Product Manager/Product Owner: provides clear business context and value insights for each item. This context can help stakeholders accurately assess business value, urgency, and safer/better components for delay cost.

Pro-Tip: Product Owners should focus on what is being built and why, not necessarily on how. While their input on business value is absolutely critical, be sure to get IT and Architecture’s input on the level of effort.

Key Stakeholders: bring domain knowledge, strategic priorities, and unique/critical perspectives to help determine the components of Delay Cost and Effort. These stakeholders, when included in the process, will not only feel included in the work, but may become champions and emissaries of the process for many years to come.

Pro-Tip: Determining the right Key Stakeholders is critical. Look for influencers, Leadership Partners, and those that will be most familiar with the items in the list to prioritize.

Subject Matter Experts: provide clarifying details on specific items in the list, ensuring the item is well-understood by everyone involved. They often provide business impact, dependencies, and technical feasibility.    

Enterprise Architect: provides technical oversight into architectural dependencies, future enablement, and long-term scalability, helping ensure that prioritization decisions align with the organization’s technical strategy. 

Portfolio Manager / Lean Portfolio Management (LPM) Representative: connects Strategic Themes to portfolio-level planning and execution, ensuring that prioritization and funding decisions reflect enterprise strategy and deliver maximum business value.

NOTE: Recommended Headcount: 8-15 people. Including additional people typically slows down the process without significantly improving the relative scoring and outcomes of the WSJF Workshop.

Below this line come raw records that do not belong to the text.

/// Clamp a raw day count into the valid duration range
pub fn clamp_duration(days: i64) -> u32 {
    u32::try_from(days.max(0)).unwrap_or(u32::MAX)
}

fn deserialize_duration<'de, D>(deserializer: D) -> Result<u32, D::Error>
where
    D: Deserializer<'de>,
{
    i64::deserialize(deserializer).map(clamp_duration)
}

// ============================================================================
// Project
// ============================================================================

/// A titled, ordered collection of activities
#[derive(Clone, Debug, PartialEq, Serialize, Deserialize)]
pub struct Project {
    pub title: String,
    #[serde(default)]
    pub calendar_format: CalendarFormat,
    #[serde(default)]
    pub activities: Vec<Activity>,
}

impl Project {
    /// Create an empty project with the default calendar format
    pub fn new(title: impl Into<String>) -> Self {
        Self {
            title: title.into(),
            calendar_format: CalendarFormat::default(),
            activities: Vec::new(),
        }
    }

    /// Set the calendar format
    pub fn calendar_format(mut self, format: CalendarFormat) -> Self {
        self.calendar_format = format;
        self
    }

    /// Append an activity
    pub fn add_activity(&mut self, activity: Activity) {
        self.activities.push(activity);
    }

    /// Remove the activity at `index`, if there is one
    pub fn remove_activity(&mut self, index: usize) -> Option<Activity> {
        (index < self.activities.len()).then(|| self.activities.remove(index))
    }

    /// Mutable access for in-place edits
    pub fn activity_mut(&mut self, index: usize) -> Option<&mut Activity> {
        self.activities.get_mut(index)
    }

    pub fn clear(&mut self) {
        self.activities.clear();
    }

    pub fn len(&self) -> usize {
        self.activities.len()
    }

    pub fn is_empty(&self) -> bool {
        self.activities.is_empty()
    }

    /// Activities of one section, in insertion order
    pub fn activities_in(&self, section: ActivitySection) -> Vec<&Activity> {
        self.activities
            .iter()
            .filter(|a| a.section == section)
            .collect()
    }

    /// Activities of one section ordered by sequence (stable within a sequence)
    pub fn activities_sorted(&self, section: ActivitySection) -> Vec<&Activity> {
        let mut activities = self.activities_in(section);
        activities.sort_by_key(|a| a.sequence);
        activities
    }

    /// Distinct sequence values of one section, ascending
    pub fn sequences_in(&self, section: ActivitySection) -> Vec<Sequence> {
        self.activities
            .iter()
            .filter(|a| a.section == section)
            .map(|a| a.sequence)
            .collect::<BTreeSet<_>>()
            .into_iter()
            .collect()
    }

    /// Sequence numbers used by both sections
    pub fn shared_sequences(&self) -> Vec<Sequence> {
        let pre: BTreeSet<_> = self.sequences_in(ActivitySection::PreKickoff).into_iter().collect();
        self.sequences_in(ActivitySection::PostKickoff)
            .into_iter()
            .filter(|seq| pre.contains(seq))
            .collect()
    }

    /// Exact sum of all activity budgets, `None` if it overflows
    pub fn total_budget(&self) -> Option<Decimal> {
        self.activities
            .iter()
            .try_fold(Decimal::ZERO, |total, a| total.checked_add(a.budget))
    }
}

// ============================================================================
// Traits
// ============================================================================

/// Core scheduling abstraction
pub trait Scheduler {
    /// Derive schedule offsets and the critical set for a project
    fn schedule(&self, project: &Project) -> Result<Schedule, ScheduleError>;
}

/// Output rendering
pub trait Renderer {
    type Output;

    /// Render a project and its schedule to the output format
    fn render(&self, project: &Project, schedule: &Schedule) -> Result<Self::Output, RenderError>;
}

// ============================================================================
// Errors
// ============================================================================

/// Scheduling error
#[derive(Debug, Error, PartialEq, Eq)]
pub enum ScheduleError {
    #[error("Invalid input: {0}")]
    InvalidInput(String),
}

/// Rendering error
#[derive(Debug, Error)]
pub enum RenderError {
    #[error("IO error: {0}")]
    Io(#[from] std::io::Error),

    #[error("Format error: {0}")]
    Format(String),

    #[error("Invalid data: {0}")]
    InvalidData(String),
}

/// Error reading a project back from a tabular document
#[derive(Debug, Error)]
pub enum LoadError {
    #[error("missing \"Project Title:\" cell")]
    MissingTitle,

    #[error("missing \"S/N\" header row")]
    MissingHeader,

    #[error("IO error: {0}")]
    Io(#[from] std::io::Error),

    #[error("Format error: {0}")]
    Format(String),
}

/// Unrecognized section or calendar label
#[derive(Debug, Clone, Error, PartialEq, Eq)]
#[error("unknown {kind}: {value:?}")]
pub struct ParseLabelError {
    pub kind: &'static str,
    pub value: String,
}

impl ParseLabelError {
    fn new(kind: &'static str, value: &str) -> Self {
        Self {
            kind,
            value: value.to_string(),
        }
    }
}
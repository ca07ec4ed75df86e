//! Plain-text schedule report
//!
//! The same report is printed by `phaseplan preview` and written next to
//! exported tables as `<stem>_details.txt`.

use phaseplan_core::{ActivitySection, Project, RenderError, Renderer, Schedule};
use rust_decimal::Decimal;
use std::fmt::Write;

/// Human-readable schedule summary
#[derive(Clone, Debug)]
pub struct DetailsRenderer {
    /// Symbol printed before amounts
    pub currency: String,
}

impl Default for DetailsRenderer {
    fn default() -> Self {
        Self {
            currency: "$".into(),
        }
    }
}

impl DetailsRenderer {
    pub fn new() -> Self {
        Self::default()
    }

    /// Set currency symbol
    pub fn currency(mut self, currency: impl Into<String>) -> Self {
        self.currency = currency.into();
        self
    }

    fn amount(&self, value: Decimal) -> String {
        format!("{}{}", self.currency, format_amount(value))
    }
}

impl Renderer for DetailsRenderer {
    type Output = String;

    fn render(&self, project: &Project, schedule: &Schedule) -> Result<String, RenderError> {
        let mut out = String::new();
        write_report(self, &mut out, project, schedule)
            .map_err(|e| RenderError::Format(e.to_string()))?;
        Ok(out)
    }
}

fn write_report(
    renderer: &DetailsRenderer,
    out: &mut String,
    project: &Project,
    schedule: &Schedule,
) -> std::fmt::Result {
    writeln!(out, "Project Schedule Summary")?;
    writeln!(out, "{}", "=".repeat(50))?;
    writeln!(out)?;
    writeln!(out, "Project Title: {}", project.title)?;
    writeln!(out, "Calendar Format: {}", project.calendar_format)?;
    writeln!(out, "Total Activities: {}", project.len())?;
    writeln!(out, "Total Budget: {}", renderer.amount(schedule.total_budget))?;
    writeln!(out)?;

    for section in ActivitySection::ALL {
        let activities = project.activities_sorted(section);
        if activities.is_empty() {
            continue;
        }

        writeln!(out, "{} ({} activities):", section, activities.len())?;
        writeln!(out, "{}", "-".repeat(40))?;

        let mut current = None;
        for activity in activities {
            if current != Some(activity.sequence) {
                current = Some(activity.sequence);
                writeln!(
                    out,
                    "\nSequence {} (Schedule: {} days):",
                    activity.sequence,
                    schedule.schedule_days(activity)
                )?;
            }

            let marker = if schedule.is_critical(activity) {
                " [MAX DURATION]"
            } else {
                ""
            };
            writeln!(out, "  • {}", activity.task)?;
            writeln!(out, "    Duration: {} days{marker}", activity.duration)?;
            writeln!(out, "    Action: {}", activity.action_needed)?;
            writeln!(out, "    Resources: {}", activity.resources)?;
            writeln!(out, "    Budget: {}", renderer.amount(activity.budget))?;
            if !activity.precursor.is_empty() {
                writeln!(out, "    Precursor: {}", activity.precursor)?;
            }
            writeln!(out)?;
        }
    }

    Ok(())
}

/// Two decimals with comma thousands separators, e.g. `1,250,000.50`
pub fn format_amount(value: Decimal) -> String {
    let fixed = format!("{:.2}", value.round_dp(2));
    let (sign, digits) = match fixed.strip_prefix('-') {
        Some(rest) => ("-", rest),
        None => ("", fixed.as_str()),
    };
    let (int_part, frac_part) = digits.split_once('.').unwrap_or((digits, "00"));

    let mut grouped = String::with_capacity(int_part.len() + int_part.len() / 3);
    for (idx, ch) in int_part.chars().enumerate() {
        if idx > 0 && (int_part.len() - idx) % 3 == 0 {
            grouped.push(',');
        }
        grouped.push(ch);
    }
    format!("{sign}{grouped}.{frac_part}")
}
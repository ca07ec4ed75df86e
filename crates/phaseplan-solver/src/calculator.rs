//! Sequence-stage schedule calculation
//!
//! # Algorithm
//!
//! 1. Pre-kickoff: every sequence is anchored at day 0
//! 2. Post-kickoff: sequences run as serialized stages in ascending order;
//!    a stage lasts as long as its longest activity and stages add up
//! 3. Calendar adjustment: every full working week gains its rest days
//! 4. Critical marking: the longest activities of each sequence group
//!
//! Both passes write into one sequence keyspace. The post-kickoff pass runs
//! second, so a sequence number used in both sections ends up with its
//! post-kickoff value.

use phaseplan_core::{
    Activity, ActivityKey, ActivitySection, CalendarFormat, Project, ScheduleError, Sequence,
};
use rust_decimal::Decimal;
use std::collections::{BTreeMap, BTreeSet};

/// Raw working-day offset for every sequence in the project
pub fn calculate_schedules(project: &Project) -> BTreeMap<Sequence, i64> {
    let mut schedules = BTreeMap::new();

    for seq in project.sequences_in(ActivitySection::PreKickoff) {
        schedules.insert(seq, 0);
    }

    let post = project.activities_in(ActivitySection::PostKickoff);
    let mut cumulative = 0i64;
    for seq in project.sequences_in(ActivitySection::PostKickoff) {
        cumulative += i64::from(max_duration(&post, seq));
        schedules.insert(seq, cumulative);
    }

    schedules
}

/// Convert working days into calendar days for a working-week rule.
///
/// `raw_days + floor(raw_days / working_days) * rest_days`
pub fn apply_calendar_format(
    raw_days: i64,
    calendar_format: CalendarFormat,
) -> Result<i64, ScheduleError> {
    if raw_days < 0 {
        return Err(ScheduleError::InvalidInput(format!(
            "schedule days must not be negative, got {raw_days}"
        )));
    }
    let weeks = raw_days / calendar_format.working_days();
    Ok(raw_days + weeks * calendar_format.rest_days())
}

/// Every activity holding the maximum duration of its sequence group.
///
/// Sections in document order, sequences ascending, ties all included.
pub fn get_max_duration_activities(project: &Project) -> Vec<(&Activity, u32)> {
    let mut result = Vec::new();

    for section in ActivitySection::ALL {
        let activities = project.activities_in(section);
        for seq in project.sequences_in(section) {
            let longest = max_duration(&activities, seq);
            result.extend(
                activities
                    .iter()
                    .filter(|a| a.sequence == seq && a.duration == longest)
                    .map(|a| (*a, longest)),
            );
        }
    }

    result
}

/// Stable-identity form of [`get_max_duration_activities`]
pub fn critical_keys(project: &Project) -> BTreeSet<ActivityKey> {
    get_max_duration_activities(project)
        .into_iter()
        .map(|(activity, _)| activity.key())
        .collect()
}

/// Exact budget total over both sections
pub fn total_budget(project: &Project) -> Result<Decimal, ScheduleError> {
    project
        .total_budget()
        .ok_or_else(|| ScheduleError::InvalidInput("budget total overflows".into()))
}

fn max_duration(activities: &[&Activity], sequence: Sequence) -> u32 {
    activities
        .iter()
        .filter(|a| a.sequence == sequence)
        .map(|a| a.duration)
        .max()
        .unwrap_or(0)
}
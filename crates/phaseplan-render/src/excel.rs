//! XLSX backend for the tabular layout
//!
//! Writes the [`Layout`] produced by [`TableSerializer::write`] as a styled
//! single-sheet workbook and reads the first sheet of a workbook back into a
//! [`Table`].
//!
//! ## Styling
//!
//! - Title row: merged across the sheet, bold, larger font
//! - Header row: dark blue fill, white bold text
//! - Section rows: merged, light blue fill, bold
//! - Schedule column: one merged cell per run of rows sharing a sequence
//! - Critical activities: duration in bold red
//! - Total row: bold on a yellow fill

use crate::table::{
    Cell, Layout, RowKind, Table, TableSerializer, COLUMN_COUNT, COL_BUDGET, COL_DURATION,
};
use calamine::{Data, Range, Reader, Xlsx};
use phaseplan_core::{LoadError, Project, RenderError, Renderer, Schedule};
use rust_xlsxwriter::{Format, FormatAlign, FormatBorder, Workbook, Worksheet};
use std::fs::File;
use std::io::{BufReader, Cursor, Read, Seek};
use std::path::Path;
use tracing::info;

/// Column widths, in character units, for the nine layout columns
const COLUMN_WIDTHS: [f64; COLUMN_COUNT] = [6.0, 40.0, 30.0, 15.0, 15.0, 10.0, 18.0, 20.0, 18.0];

/// Styled XLSX writer for project schedules
#[derive(Clone, Debug)]
pub struct ExcelRenderer {
    /// Worksheet name
    pub sheet_name: String,
    /// Whether to set column widths
    pub column_widths: bool,
    /// Whether to mark critical activities
    pub highlight_critical: bool,
}

impl Default for ExcelRenderer {
    fn default() -> Self {
        Self {
            sheet_name: "Project Schedule".into(),
            column_widths: true,
            highlight_critical: true,
        }
    }
}

impl ExcelRenderer {
    pub fn new() -> Self {
        Self::default()
    }

    /// Set worksheet name
    pub fn sheet_name(mut self, name: impl Into<String>) -> Self {
        self.sheet_name = name.into();
        self
    }

    /// Leave column widths at the spreadsheet default
    pub fn default_widths(mut self) -> Self {
        self.column_widths = false;
        self
    }

    /// Render critical activities like any other row
    pub fn no_highlight(mut self) -> Self {
        self.highlight_critical = false;
        self
    }

    /// Generate workbook bytes for an already laid out table
    pub fn render_layout(&self, layout: &Layout) -> Result<Vec<u8>, RenderError> {
        let mut workbook = Workbook::new();
        let formats = ExcelFormats::new();

        let sheet = workbook.add_worksheet();
        sheet
            .set_name(&self.sheet_name)
            .map_err(|e| RenderError::Format(e.to_string()))?;

        if self.column_widths {
            for (col, width) in COLUMN_WIDTHS.iter().enumerate() {
                sheet.set_column_width(col as u16, *width).ok();
            }
        }

        for (row_idx, (cells, kind)) in layout.table.rows.iter().zip(&layout.kinds).enumerate() {
            let row = row_idx as u32;
            for (col, cell) in cells.iter().enumerate() {
                let format = formats.for_cell(*kind, col, self.highlight_critical);
                write_cell(sheet, row, col as u16, cell, format)?;
            }
        }

        for merge in &layout.merges {
            let format = formats.for_cell(
                layout.kinds[merge.first_row],
                merge.first_col,
                self.highlight_critical,
            );
            let (row, col) = (merge.first_row as u32, merge.first_col as u16);
            sheet
                .merge_range(row, col, merge.last_row as u32, merge.last_col as u16, "", format)
                .map_err(|e| RenderError::Format(e.to_string()))?;
            // merge_range leaves an empty string in the anchor cell
            write_cell(sheet, row, col, layout.table.cell(merge.first_row, merge.first_col), format)?;
        }

        workbook
            .save_to_buffer()
            .map_err(|e| RenderError::Format(format!("Failed to create Excel: {e}")))
    }

    /// Render and write the workbook to `path`
    pub fn write_to_file(
        &self,
        project: &Project,
        schedule: &Schedule,
        path: impl AsRef<Path>,
    ) -> Result<(), RenderError> {
        let path = path.as_ref();
        let bytes = self.render(project, schedule)?;
        std::fs::write(path, bytes)?;
        info!(path = %path.display(), "wrote workbook");
        Ok(())
    }
}

impl Renderer for ExcelRenderer {
    type Output = Vec<u8>;

    fn render(&self, project: &Project, schedule: &Schedule) -> Result<Vec<u8>, RenderError> {
        TableSerializer::validate(project)?;
        self.render_layout(&TableSerializer::write(project, schedule))
    }
}

fn write_cell(
    sheet: &mut Worksheet,
    row: u32,
    col: u16,
    cell: &Cell,
    format: &Format,
) -> Result<(), RenderError> {
    let result = match cell {
        Cell::Empty => sheet.write_blank(row, col, format),
        Cell::Text(text) => sheet.write_string_with_format(row, col, text, format),
        Cell::Number(n) => sheet.write_number_with_format(row, col, *n, format),
    };
    result
        .map(|_| ())
        .map_err(|e| RenderError::Format(e.to_string()))
}

/// Reusable cell formats
struct ExcelFormats {
    title: Format,
    calendar: Format,
    header: Format,
    section: Format,
    text: Format,
    number: Format,
    budget: Format,
    critical: Format,
    total: Format,
    total_budget: Format,
    plain: Format,
}

impl ExcelFormats {
    fn new() -> Self {
        let bordered = Format::new()
            .set_border(FormatBorder::Thin)
            .set_align(FormatAlign::VerticalCenter);

        Self {
            title: Format::new().set_bold().set_font_size(14),
            calendar: Format::new().set_italic(),
            header: Format::new()
                .set_bold()
                .set_align(FormatAlign::Center)
                .set_background_color(0x366092)
                .set_font_color(0xFFFFFF)
                .set_border(FormatBorder::Thin),
            section: Format::new()
                .set_bold()
                .set_background_color(0xD9E1F2)
                .set_border(FormatBorder::Thin),
            text: bordered.clone().set_text_wrap(),
            number: bordered.clone().set_align(FormatAlign::Center),
            budget: bordered.clone().set_num_format("#,##0.00"),
            critical: bordered
                .set_align(FormatAlign::Center)
                .set_bold()
                .set_font_color(0xFF0000),
            total: Format::new()
                .set_bold()
                .set_background_color(0xFFFF99)
                .set_align(FormatAlign::Right),
            total_budget: Format::new()
                .set_bold()
                .set_background_color(0xFFFF99)
                .set_num_format("#,##0.00"),
            plain: Format::new(),
        }
    }

    fn for_cell(&self, kind: RowKind, col: usize, highlight_critical: bool) -> &Format {
        match kind {
            RowKind::Title => &self.title,
            RowKind::CalendarFormat => &self.calendar,
            RowKind::Blank => &self.plain,
            RowKind::Header => &self.header,
            RowKind::Section(_) => &self.section,
            RowKind::Activity { critical } => match col {
                COL_DURATION if critical && highlight_critical => &self.critical,
                COL_BUDGET => &self.budget,
                0 | 3..=6 => &self.number,
                _ => &self.text,
            },
            RowKind::Total if col == COL_BUDGET => &self.total_budget,
            RowKind::Total => &self.total,
        }
    }
}

// ============================================================================
// Reading
// ============================================================================

/// Load the first worksheet of an XLSX file
pub fn read_xlsx(path: impl AsRef<Path>) -> Result<Table, LoadError> {
    let path = path.as_ref();
    let file = File::open(path)?;
    let table = read_xlsx_from(BufReader::new(file))?;
    info!(path = %path.display(), rows = table.rows.len(), "read workbook");
    Ok(table)
}

/// Load the first worksheet of an in-memory XLSX workbook
pub fn read_xlsx_bytes(bytes: &[u8]) -> Result<Table, LoadError> {
    read_xlsx_from(Cursor::new(bytes))
}

fn read_xlsx_from<R: Read + Seek>(reader: R) -> Result<Table, LoadError> {
    let mut workbook = Xlsx::new(reader).map_err(|e| LoadError::Format(e.to_string()))?;
    let range = workbook
        .worksheet_range_at(0)
        .ok_or_else(|| LoadError::Format("workbook has no worksheets".into()))?
        .map_err(|e| LoadError::Format(e.to_string()))?;
    Ok(range_to_table(&range))
}

/// Calamine ranges start at the first used cell; pad back to A1
fn range_to_table(range: &Range<Data>) -> Table {
    let mut table = Table::new();
    let Some((start_row, start_col)) = range.start() else {
        return table;
    };

    for _ in 0..start_row {
        table.push_row(Vec::new());
    }
    for row in range.rows() {
        let mut cells = vec![Cell::Empty; start_col as usize];
        cells.extend(row.iter().map(data_to_cell));
        table.push_row(cells);
    }
    table
}

fn data_to_cell(data: &Data) -> Cell {
    match data {
        Data::Empty => Cell::Empty,
        Data::String(s) => Cell::text(s.as_str()),
        Data::Int(i) => Cell::Number(*i as f64),
        Data::Float(f) => Cell::Number(*f),
        other => Cell::text(other.to_string()),
    }
}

WSJF should be used when no prioritization of the Backlog exists, and/or when there are concerns about the right business value being delivered first.

Key times to consider a WSJF Workshop for large programs and portfolios:

  • After a list of projects or large scope items have been identified and 4+ weeks prior to the first PI Planning.
  • On a regular, but infrequent basis – Quarterly, Semi-annually or Annually.  Prior WSJF scores often need to be re-evaluated as markets and business strategy change. So conduct a WSJF workshop as often as needed while adding new projects and updating scores based on new information.

Ideally, a WSJF workshop precedes the work being done by 2-4 weeks. Items that are at the top of the list typically need to be reviewed further from both a technical and a product standpoint before teams should begin breaking down and completing the work.

If you are a consultant, understanding the amount of effort to conduct a Strategic Themes session might inform how much time you reserve, and how much you charge for it. For those of you that do Value-Based contracts, the value the company receives from a Strategic Themes session will vary considerably.

For organizations, working on the wrong item first can be quite expensive, and struggling to make a decision on where to start can be even more costly.